*EXERCISE REQUIREMENTS*.
Everything from the line with "is not set;" to the end of the material is to be retyped exactly, both ends included, and nothing else.

*INFORMATION PROVIDED*.
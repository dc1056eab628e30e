use anyhow::Context;
use tracing_subscriber::EnvFilter;

use storefront_admin::{app, config::AppConfig, AppState};

#[tokio::main]
async fn main() -> anyhow::Result<()> {
    // Load .env if present so cargo run picks up DATABASE_URL, JWT_SECRET, etc.
    let _ = dotenvy::dotenv();

    tracing_subscriber::fmt()
        .with_env_filter(
            EnvFilter::try_from_default_env()
                .unwrap_or_else(|_| EnvFilter::new("storefront_admin=info,tower_http=info")),
        )
        .init();

    let config = AppConfig::from_env();
    tracing::info!(
        "Starting Storefront Admin API in {:?} mode ({:?} catalog)",
        config.environment,
        config.database.backend
    );
    if config.security.jwt_secret.is_empty() {
        tracing::warn!("JWT_SECRET is not set; every mutating request will be rejected");
    }

    let port = config.api.port;
    let state = AppState::from_config(config)
        .await
        .context("failed to open catalog")?;

    let bind_addr = format!("0.0.0.0:{}", port);
    let listener = tokio::net::TcpListener::bind(&bind_addr)
        .await
        .with_context(|| format!("failed to bind {}", bind_addr))?;

    tracing::info!("Storefront Admin API listening on http://{}", bind_addr);

    axum::serve(listener, app(state)).await.context("server error")?;
    Ok(())
}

*REPLY TO THE EXERCISE*.
        tracing::warn!("JWT_SECRET is not set; every mutating request will be rejected");
    }

    let port = config.api.port;
    let state = AppState::from_config(config)
        .await
        .context("failed to open catalog")?;

    let bind_addr = format!("0.0.0.0:{}", port);
    let listener = tokio::net::TcpListener::bind(&bind_addr)
        .await
        .with_context(|| format!("failed to bind {}", bind_addr))?;

    tracing::info!("Storefront Admin API listening on http://{}", bind_addr);

    axum::serve(listener, app(state)).await.context("server error")?;
    Ok(())
}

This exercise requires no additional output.